An Acute Dose‐Response Pharmacodynamic Evaluation of Orally Administered Isradipine (PN‐200‐110) in Hypertensive Patients

Abstract

This study was conducted to assess acute oral dose‐responses of four dose levels (2.5,5,10, 20 mg) of isradipine, a new calcium channel blocking agent of the 1,4‐dihydropyridine group. Sixteen patients with mild essential hypertension were investigated using a randomized, four‐way cross‐over, double‐blind, placebo‐controlled design.
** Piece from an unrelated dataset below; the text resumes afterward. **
pub mod analysis;
pub mod crypto;
pub mod export;
pub mod identity;
pub mod services;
After a 2‐week washout period, all patients were admitted to a research unit where they entered a 3‐day placebo equilibration, followed by 9 days of double‐blind single doses of isradipine. Drug administration was randomized, and baseline blood pressure values obtained preceding active medication doses were fairly constant. Dose‐related reductions in supine and in standing blood pressures were obtained. The mean peak supine blood pressure decrements to doses of 2.5, 5, 10, and 20 mg were 17/16, 25/19, 35/22, and 37/25 mm Hg, respectively. Pulse rates increased slightly. Similar responses were obtained with patients in the erect position. Peak hypotensive responses occurred within 3 hours after dosing. The duration of effect persisted as long as 21 hours, particularly after the 10‐ and 20‐mg doses (15/9 and 17/12 mm Hg mean supine blood pressure decrements, respectively).